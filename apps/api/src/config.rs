use std::path::PathBuf;
use std::str::FromStr;

use anyhow::{bail, Context, Result};

/// Query used when the caller omits `user_query` or sends it blank.
pub const DEFAULT_USER_QUERY: &str =
    "Tell me about job opportunities related to my skills and advice on career progression.";

/// Application configuration loaded from environment variables.
/// Startup fails if required variables are missing or malformed.
#[derive(Debug, Clone)]
pub struct Config {
    pub llm: LlmConfig,
    pub port: u16,
    pub rust_log: String,
    pub job_catalog_path: Option<PathBuf>,
    pub upload_dir: PathBuf,
    pub request_timeout_secs: u64,
    pub max_upload_bytes: usize,
    pub limits: GuidanceLimits,
    /// Empty means permissive CORS.
    pub cors_allowed_origins: Vec<String>,
}

/// Connection settings for the text-generation service.
/// Passed explicitly into `LlmClient`; nothing reads these from the environment later.
#[derive(Debug, Clone)]
pub struct LlmConfig {
    pub api_key: String,
    pub base_url: String,
    pub model: String,
    pub timeout_secs: u64,
    pub max_retries: u32,
}

/// Sizing knobs for the matcher and guidance validation.
#[derive(Debug, Clone, Copy, PartialEq, Eq)]
pub struct GuidanceLimits {
    pub max_matched_jobs: usize,
    pub min_job_titles: usize,
    pub max_job_titles: usize,
}

impl Default for GuidanceLimits {
    fn default() -> Self {
        Self {
            max_matched_jobs: 7,
            min_job_titles: 5,
            max_job_titles: 10,
        }
    }
}

impl Config {
    pub fn from_env() -> Result<Self> {
        dotenvy::dotenv().ok(); // load .env if present; ignore if missing

        let defaults = GuidanceLimits::default();
        let limits = GuidanceLimits {
            max_matched_jobs: env_or("MAX_MATCHED_JOBS", defaults.max_matched_jobs)?,
            min_job_titles: env_or("MIN_JOB_TITLES", defaults.min_job_titles)?,
            max_job_titles: env_or("MAX_JOB_TITLES", defaults.max_job_titles)?,
        };
        if limits.min_job_titles == 0 || limits.min_job_titles > limits.max_job_titles {
            bail!(
                "MIN_JOB_TITLES ({}) must be between 1 and MAX_JOB_TITLES ({})",
                limits.min_job_titles,
                limits.max_job_titles
            );
        }

        Ok(Config {
            llm: LlmConfig {
                api_key: require_env("LLM_API_KEY")?,
                base_url: std::env::var("LLM_BASE_URL")
                    .unwrap_or_else(|_| "https://api.groq.com/openai/v1".to_string()),
                model: std::env::var("LLM_MODEL").unwrap_or_else(|_| "llama3-8b-8192".to_string()),
                timeout_secs: env_or("LLM_TIMEOUT_SECS", 120)?,
                max_retries: env_or("LLM_MAX_RETRIES", 0)?,
            },
            port: env_or("PORT", 8000)?,
            rust_log: std::env::var("RUST_LOG").unwrap_or_else(|_| "info".to_string()),
            job_catalog_path: std::env::var("JOB_CATALOG_PATH").ok().map(PathBuf::from),
            upload_dir: std::env::var("UPLOAD_DIR")
                .map(PathBuf::from)
                .unwrap_or_else(|_| std::env::temp_dir()),
            request_timeout_secs: env_or("REQUEST_TIMEOUT_SECS", 300)?,
            max_upload_bytes: env_or("MAX_UPLOAD_BYTES", 10 * 1024 * 1024)?,
            limits,
            cors_allowed_origins: std::env::var("CORS_ALLOWED_ORIGINS")
                .map(|raw| parse_origins(&raw))
                .unwrap_or_default(),
        })
    }
}

fn require_env(key: &str) -> Result<String> {
    std::env::var(key).with_context(|| format!("Required environment variable '{key}' is not set"))
}

fn env_or<T>(key: &str, default: T) -> Result<T>
where
    T: FromStr,
    T::Err: std::error::Error + Send + Sync + 'static,
{
    match std::env::var(key) {
        Ok(raw) => raw
            .trim()
            .parse::<T>()
            .with_context(|| format!("{key} has an invalid value: '{raw}'")),
        Err(_) => Ok(default),
    }
}

fn parse_origins(raw: &str) -> Vec<String> {
    raw.split(',')
        .map(str::trim)
        .filter(|s| !s.is_empty())
        .map(String::from)
        .collect()
}

#[cfg(test)]
mod tests {
    use super::*;

    #[test]
    fn test_parse_origins_skips_blanks() {
        let origins = parse_origins(" http://localhost:8501, ,http://127.0.0.1:8501,");
        assert_eq!(
            origins,
            vec!["http://localhost:8501", "http://127.0.0.1:8501"]
        );
    }

    #[test]
    fn test_default_limits_match_reference_values() {
        let limits = GuidanceLimits::default();
        assert_eq!(limits.max_matched_jobs, 7);
        assert_eq!(limits.min_job_titles, 5);
        assert_eq!(limits.max_job_titles, 10);
    }

    #[test]
    fn test_env_or_uses_default_when_unset() {
        let value: u64 = env_or("CAREERPATH_TEST_SURELY_UNSET_VAR", 42).unwrap();
        assert_eq!(value, 42);
    }
}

········

- _TASK DIRECTIONS_: Transcribe the data above in full, exactly as it appears.

- _COMPLETED TASK_:
filename apps/api/src/config.rs
use std::path::PathBuf;
use std::str::FromStr;

use anyhow::{bail, Context, Result};

/// Query used when the caller omits `user_query` or sends it blank.
pub const DEFAULT_USER_QUERY: &str =
    "Tell me about job opportunities related to my skills and advice on career progression.";

/// Application configuration loaded from environment variables.
/// Startup fails if required variables are missing or malformed.
#[derive(Debug, Clone)]
pub struct Config {
    pub llm: LlmConfig,
    pub port: u16,
    pub rust_log: String,
    pub job_catalog_path: Option<PathBuf>,
    pub upload_dir: PathBuf,
    pub request_timeout_secs: u64,
    pub max_upload_bytes: usize,
    pub limits: GuidanceLimits,
    /// Empty means permissive CORS.
    pub cors_allowed_origins: Vec<String>,
}

/// Connection settings for the text-generation service.
/// Passed explicitly into `LlmClient`; nothing reads these from the environment later.
#[derive(Debug, Clone)]
pub struct LlmConfig {
    pub api_key: String,
    pub base_url: String,
    pub model: String,
    pub timeout_secs: u64,
    pub max_retries: u32,
}

/// Sizing knobs for the matcher and guidance validation.
#[derive(Debug, Clone, Copy, PartialEq, Eq)]
pub struct GuidanceLimits {
    pub max_matched_jobs: usize,
    pub min_job_titles: usize,
    pub max_job_titles: usize,
}

impl Default for GuidanceLimits {
    fn default() -> Self {
        Self {
            max_matched_jobs: 7,
            min_job_titles: 5,
            max_job_titles: 10,
        }
    }
}

impl Config {
    pub fn from_env() -> Result<Self> {
        dotenvy::dotenv().ok(); // load .env if present; ignore if missing

        let defaults = GuidanceLimits::default();
        let limits = GuidanceLimits {
            max_matched_jobs: env_or("MAX_MATCHED_JOBS", defaults.max_matched_jobs)?,
            min_job_titles: env_or("MIN_JOB_TITLES", defaults.min_job_titles)?,
            max_job_titles: env_or("MAX_JOB_TITLES", defaults.max_job_titles)?,
        };
        if limits.min_job_titles == 0 || limits.min_job_titles > limits.max_job_titles {
            bail!(
                "MIN_JOB_TITLES ({}) must be between 1 and MAX_JOB_TITLES ({})",
                limits.min_job_titles,
                limits.max_job_titles
            );
        }

        Ok(Config {
            llm: LlmConfig {
                api_key: require_env("LLM_API_KEY")?,
                base_url: std::env::var("LLM_BASE_URL")
                    .unwrap_or_else(|_| "https://api.groq.com/openai/v1".to_string()),
                model: std::env::var("LLM_MODEL").unwrap_or_else(|_| "llama3-8b-8192".to_string()),
                timeout_secs: env_or("LLM_TIMEOUT_SECS", 120)?,
                max_retries: env_or("LLM_MAX_RETRIES", 0)?,
            },
            port: env_or("PORT", 8000)?,
            rust_log: std::env::var("RUST_LOG").unwrap_or_else(|_| "info".to_string()),
            job_catalog_path: std::env::var("JOB_CATALOG_PATH").ok().map(PathBuf::from),
            upload_dir: std::env::var("UPLOAD_DIR")
                .map(PathBuf::from)
                .unwrap_or_else(|_| std::env::temp_dir()),
            request_timeout_secs: env_or("REQUEST_TIMEOUT_SECS", 300)?,
            max_upload_bytes: env_or("MAX_UPLOAD_BYTES", 10 * 1024 * 1024)?,
            limits,
            cors_allowed_origins: std::env::var("CORS_ALLOWED_ORIGINS")
                .map(|raw| parse_origins(&raw))
                .unwrap_or_default(),
        })
    }
}

fn require_env(key: &str) -> Result<String> {
    std::env::var(key).with_context(|| format!("Required environment variable '{key}' is not set"))
}

fn env_or<T>(key: &str, default: T) -> Result<T>
where
    T: FromStr,
    T::Err: std::error::Error + Send + Sync + 'static,
{
    match std::env::var(key) {
        Ok(raw) => raw
            .trim()
            .parse::<T>()
            .with_context(|| format!("{key} has an invalid value: '{raw}'")),
        Err(_) => Ok(default),
    }
}

fn parse_origins(raw: &str) -> Vec<String> {
    raw.split(',')
        .map(str::trim)
        .filter(|s| !s.is_empty())
        .map(String::from)
        .collect()
}

#[cfg(test)]
mod tests {
    use super::*;

    #[test]
    fn test_parse_origins_skips_blanks() {
        let origins = parse_origins(" http://localhost:8501, ,http://127.0.0.1:8501,");
        assert_eq!(
            origins,
            vec!["http://localhost:8501", "http://127.0.0.1:8501"]
        );
    }

    #[test]
    fn test_default_limits_match_reference_values() {
        let limits = GuidanceLimits::default();
        assert_eq!(limits.max_matched_jobs, 7);
        assert_eq!(limits.min_job_titles, 5);
        assert_eq!(limits.max_job_titles, 10);
    }

    #[test]
    fn test_env_or_uses_default_when_unset() {
        let value: u64 = env_or("CAREERPATH_TEST_SURELY_UNSET_VAR", 42).unwrap();
        assert_eq!(value, 42);
    }
}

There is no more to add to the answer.